Source material:
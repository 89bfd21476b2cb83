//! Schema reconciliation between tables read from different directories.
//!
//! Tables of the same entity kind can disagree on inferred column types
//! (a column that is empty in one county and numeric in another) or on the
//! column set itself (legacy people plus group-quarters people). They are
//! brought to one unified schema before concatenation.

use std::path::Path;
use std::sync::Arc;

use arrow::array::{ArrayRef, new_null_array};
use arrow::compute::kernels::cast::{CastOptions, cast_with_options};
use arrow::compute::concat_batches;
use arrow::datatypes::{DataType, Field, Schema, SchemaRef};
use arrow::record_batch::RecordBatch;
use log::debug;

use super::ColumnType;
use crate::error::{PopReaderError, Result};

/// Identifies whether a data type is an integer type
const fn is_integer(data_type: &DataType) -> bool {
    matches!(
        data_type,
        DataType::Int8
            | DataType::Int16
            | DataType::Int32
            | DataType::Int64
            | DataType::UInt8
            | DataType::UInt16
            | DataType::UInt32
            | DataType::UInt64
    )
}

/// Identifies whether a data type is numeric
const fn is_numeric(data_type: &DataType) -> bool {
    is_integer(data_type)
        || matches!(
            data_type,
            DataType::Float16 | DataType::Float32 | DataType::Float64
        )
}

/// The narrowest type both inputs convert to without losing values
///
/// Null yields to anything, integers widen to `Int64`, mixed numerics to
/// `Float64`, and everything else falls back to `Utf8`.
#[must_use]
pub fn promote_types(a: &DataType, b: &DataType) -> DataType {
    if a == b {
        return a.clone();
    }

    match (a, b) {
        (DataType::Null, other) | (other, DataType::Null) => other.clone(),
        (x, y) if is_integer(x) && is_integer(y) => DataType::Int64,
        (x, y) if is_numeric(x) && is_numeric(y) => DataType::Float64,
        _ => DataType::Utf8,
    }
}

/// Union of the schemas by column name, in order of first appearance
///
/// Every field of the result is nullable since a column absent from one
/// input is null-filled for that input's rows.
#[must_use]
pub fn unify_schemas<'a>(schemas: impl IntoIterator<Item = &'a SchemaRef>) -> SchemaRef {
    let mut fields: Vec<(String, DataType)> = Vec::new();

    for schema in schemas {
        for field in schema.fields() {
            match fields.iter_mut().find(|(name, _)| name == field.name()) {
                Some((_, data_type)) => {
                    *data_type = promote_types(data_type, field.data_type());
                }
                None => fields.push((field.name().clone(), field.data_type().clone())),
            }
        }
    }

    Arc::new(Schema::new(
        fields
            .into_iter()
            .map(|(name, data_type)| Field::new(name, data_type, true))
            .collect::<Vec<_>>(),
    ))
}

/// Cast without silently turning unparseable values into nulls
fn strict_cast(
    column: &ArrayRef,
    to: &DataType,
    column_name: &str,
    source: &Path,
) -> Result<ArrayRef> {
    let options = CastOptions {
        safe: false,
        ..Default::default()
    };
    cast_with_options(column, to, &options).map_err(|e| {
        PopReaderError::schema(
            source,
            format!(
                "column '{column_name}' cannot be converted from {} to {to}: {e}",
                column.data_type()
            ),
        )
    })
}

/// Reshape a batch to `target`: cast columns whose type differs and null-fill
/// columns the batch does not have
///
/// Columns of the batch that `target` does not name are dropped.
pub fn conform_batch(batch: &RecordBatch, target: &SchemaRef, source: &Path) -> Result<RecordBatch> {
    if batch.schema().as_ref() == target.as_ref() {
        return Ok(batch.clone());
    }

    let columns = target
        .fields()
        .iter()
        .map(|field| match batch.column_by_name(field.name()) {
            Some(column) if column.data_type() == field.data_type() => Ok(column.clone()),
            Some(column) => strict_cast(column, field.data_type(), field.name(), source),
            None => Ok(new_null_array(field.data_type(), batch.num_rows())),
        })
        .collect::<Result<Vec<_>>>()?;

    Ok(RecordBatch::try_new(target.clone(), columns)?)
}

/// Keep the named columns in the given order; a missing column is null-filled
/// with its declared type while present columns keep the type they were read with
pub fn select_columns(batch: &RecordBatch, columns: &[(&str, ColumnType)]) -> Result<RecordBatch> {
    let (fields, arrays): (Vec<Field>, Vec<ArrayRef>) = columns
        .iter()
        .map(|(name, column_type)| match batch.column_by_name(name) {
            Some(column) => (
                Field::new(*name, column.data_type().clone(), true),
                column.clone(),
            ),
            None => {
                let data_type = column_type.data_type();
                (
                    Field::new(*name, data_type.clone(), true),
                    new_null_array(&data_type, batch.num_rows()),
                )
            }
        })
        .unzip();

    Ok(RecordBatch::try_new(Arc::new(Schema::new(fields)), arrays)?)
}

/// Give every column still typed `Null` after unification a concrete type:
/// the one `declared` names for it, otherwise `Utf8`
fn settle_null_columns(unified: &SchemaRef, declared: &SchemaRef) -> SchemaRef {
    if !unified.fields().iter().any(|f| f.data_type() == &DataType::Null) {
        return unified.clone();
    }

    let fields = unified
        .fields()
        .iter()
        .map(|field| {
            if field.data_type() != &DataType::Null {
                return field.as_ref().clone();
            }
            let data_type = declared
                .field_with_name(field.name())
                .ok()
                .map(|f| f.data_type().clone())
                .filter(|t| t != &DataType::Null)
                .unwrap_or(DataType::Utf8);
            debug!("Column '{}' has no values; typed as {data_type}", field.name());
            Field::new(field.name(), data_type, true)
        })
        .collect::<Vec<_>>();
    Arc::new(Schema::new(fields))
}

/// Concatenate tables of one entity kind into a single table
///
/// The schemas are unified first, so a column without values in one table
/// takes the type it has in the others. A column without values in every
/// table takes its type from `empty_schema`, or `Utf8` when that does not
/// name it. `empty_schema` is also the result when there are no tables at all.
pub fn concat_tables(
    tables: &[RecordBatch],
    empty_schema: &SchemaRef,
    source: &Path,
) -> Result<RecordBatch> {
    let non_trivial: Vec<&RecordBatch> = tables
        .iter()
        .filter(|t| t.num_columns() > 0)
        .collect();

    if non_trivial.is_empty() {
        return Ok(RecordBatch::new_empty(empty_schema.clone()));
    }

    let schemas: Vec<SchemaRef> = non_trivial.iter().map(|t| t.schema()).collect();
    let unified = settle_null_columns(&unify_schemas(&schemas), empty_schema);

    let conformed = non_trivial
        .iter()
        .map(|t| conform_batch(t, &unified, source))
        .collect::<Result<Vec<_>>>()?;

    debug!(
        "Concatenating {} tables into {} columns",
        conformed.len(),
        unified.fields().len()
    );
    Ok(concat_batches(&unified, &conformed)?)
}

Your task:
Retype all of the listing exactly, leaving out no line.

Expected output:
repository 89bfd21476b2cb83
//! Schema reconciliation between tables read from different directories.
//!
//! Tables of the same entity kind can disagree on inferred column types
//! (a column that is empty in one county and numeric in another) or on the
//! column set itself (legacy people plus group-quarters people). They are
//! brought to one unified schema before concatenation.

use std::path::Path;
use std::sync::Arc;

use arrow::array::{ArrayRef, new_null_array};
use arrow::compute::kernels::cast::{CastOptions, cast_with_options};
use arrow::compute::concat_batches;
use arrow::datatypes::{DataType, Field, Schema, SchemaRef};
use arrow::record_batch::RecordBatch;
use log::debug;

use super::ColumnType;
use crate::error::{PopReaderError, Result};

/// Identifies whether a data type is an integer type
const fn is_integer(data_type: &DataType) -> bool {
    matches!(
        data_type,
        DataType::Int8
            | DataType::Int16
            | DataType::Int32
            | DataType::Int64
            | DataType::UInt8
            | DataType::UInt16
            | DataType::UInt32
            | DataType::UInt64
    )
}

/// Identifies whether a data type is numeric
const fn is_numeric(data_type: &DataType) -> bool {
    is_integer(data_type)
        || matches!(
            data_type,
            DataType::Float16 | DataType::Float32 | DataType::Float64
        )
}

/// The narrowest type both inputs convert to without losing values
///
/// Null yields to anything, integers widen to `Int64`, mixed numerics to
/// `Float64`, and everything else falls back to `Utf8`.
#[must_use]
pub fn promote_types(a: &DataType, b: &DataType) -> DataType {
    if a == b {
        return a.clone();
    }

    match (a, b) {
        (DataType::Null, other) | (other, DataType::Null) => other.clone(),
        (x, y) if is_integer(x) && is_integer(y) => DataType::Int64,
        (x, y) if is_numeric(x) && is_numeric(y) => DataType::Float64,
        _ => DataType::Utf8,
    }
}

/// Union of the schemas by column name, in order of first appearance
///
/// Every field of the result is nullable since a column absent from one
/// input is null-filled for that input's rows.
#[must_use]
pub fn unify_schemas<'a>(schemas: impl IntoIterator<Item = &'a SchemaRef>) -> SchemaRef {
    let mut fields: Vec<(String, DataType)> = Vec::new();

    for schema in schemas {
        for field in schema.fields() {
            match fields.iter_mut().find(|(name, _)| name == field.name()) {
                Some((_, data_type)) => {
                    *data_type = promote_types(data_type, field.data_type());
                }
                None => fields.push((field.name().clone(), field.data_type().clone())),
            }
        }
    }

    Arc::new(Schema::new(
        fields
            .into_iter()
            .map(|(name, data_type)| Field::new(name, data_type, true))
            .collect::<Vec<_>>(),
    ))
}

/// Cast without silently turning unparseable values into nulls
fn strict_cast(
    column: &ArrayRef,
    to: &DataType,
    column_name: &str,
    source: &Path,
) -> Result<ArrayRef> {
    let options = CastOptions {
        safe: false,
        ..Default::default()
    };
    cast_with_options(column, to, &options).map_err(|e| {
        PopReaderError::schema(
            source,
            format!(
                "column '{column_name}' cannot be converted from {} to {to}: {e}",
                column.data_type()
            ),
        )
    })
}

/// Reshape a batch to `target`: cast columns whose type differs and null-fill
/// columns the batch does not have
///
/// Columns of the batch that `target` does not name are dropped.
pub fn conform_batch(batch: &RecordBatch, target: &SchemaRef, source: &Path) -> Result<RecordBatch> {
    if batch.schema().as_ref() == target.as_ref() {
        return Ok(batch.clone());
    }

    let columns = target
        .fields()
        .iter()
        .map(|field| match batch.column_by_name(field.name()) {
            Some(column) if column.data_type() == field.data_type() => Ok(column.clone()),
            Some(column) => strict_cast(column, field.data_type(), field.name(), source),
            None => Ok(new_null_array(field.data_type(), batch.num_rows())),
        })
        .collect::<Result<Vec<_>>>()?;

    Ok(RecordBatch::try_new(target.clone(), columns)?)
}

/// Keep the named columns in the given order; a missing column is null-filled
/// with its declared type while present columns keep the type they were read with
pub fn select_columns(batch: &RecordBatch, columns: &[(&str, ColumnType)]) -> Result<RecordBatch> {
    let (fields, arrays): (Vec<Field>, Vec<ArrayRef>) = columns
        .iter()
        .map(|(name, column_type)| match batch.column_by_name(name) {
            Some(column) => (
                Field::new(*name, column.data_type().clone(), true),
                column.clone(),
            ),
            None => {
                let data_type = column_type.data_type();
                (
                    Field::new(*name, data_type.clone(), true),
                    new_null_array(&data_type, batch.num_rows()),
                )
            }
        })
        .unzip();

    Ok(RecordBatch::try_new(Arc::new(Schema::new(fields)), arrays)?)
}

/// Give every column still typed `Null` after unification a concrete type:
/// the one `declared` names for it, otherwise `Utf8`
fn settle_null_columns(unified: &SchemaRef, declared: &SchemaRef) -> SchemaRef {
    if !unified.fields().iter().any(|f| f.data_type() == &DataType::Null) {
        return unified.clone();
    }

    let fields = unified
        .fields()
        .iter()
        .map(|field| {
            if field.data_type() != &DataType::Null {
                return field.as_ref().clone();
            }
            let data_type = declared
                .field_with_name(field.name())
                .ok()
                .map(|f| f.data_type().clone())
                .filter(|t| t != &DataType::Null)
                .unwrap_or(DataType::Utf8);
            debug!("Column '{}' has no values; typed as {data_type}", field.name());
            Field::new(field.name(), data_type, true)
        })
        .collect::<Vec<_>>();
    Arc::new(Schema::new(fields))
}

/// Concatenate tables of one entity kind into a single table
///
/// The schemas are unified first, so a column without values in one table
/// takes the type it has in the others. A column without values in every
/// table takes its type from `empty_schema`, or `Utf8` when that does not
/// name it. `empty_schema` is also the result when there are no tables at all.
pub fn concat_tables(
    tables: &[RecordBatch],
    empty_schema: &SchemaRef,
    source: &Path,
) -> Result<RecordBatch> {
    let non_trivial: Vec<&RecordBatch> = tables
        .iter()
        .filter(|t| t.num_columns() > 0)
        .collect();

    if non_trivial.is_empty() {
        return Ok(RecordBatch::new_empty(empty_schema.clone()));
    }

    let schemas: Vec<SchemaRef> = non_trivial.iter().map(|t| t.schema()).collect();
    let unified = settle_null_columns(&unify_schemas(&schemas), empty_schema);

    let conformed = non_trivial
        .iter()
        .map(|t| conform_batch(t, &unified, source))
        .collect::<Result<Vec<_>>>()?;

    debug!(
        "Concatenating {} tables into {} columns",
        conformed.len(),
        unified.fields().len()
    );
    Ok(concat_batches(&unified, &conformed)?)
}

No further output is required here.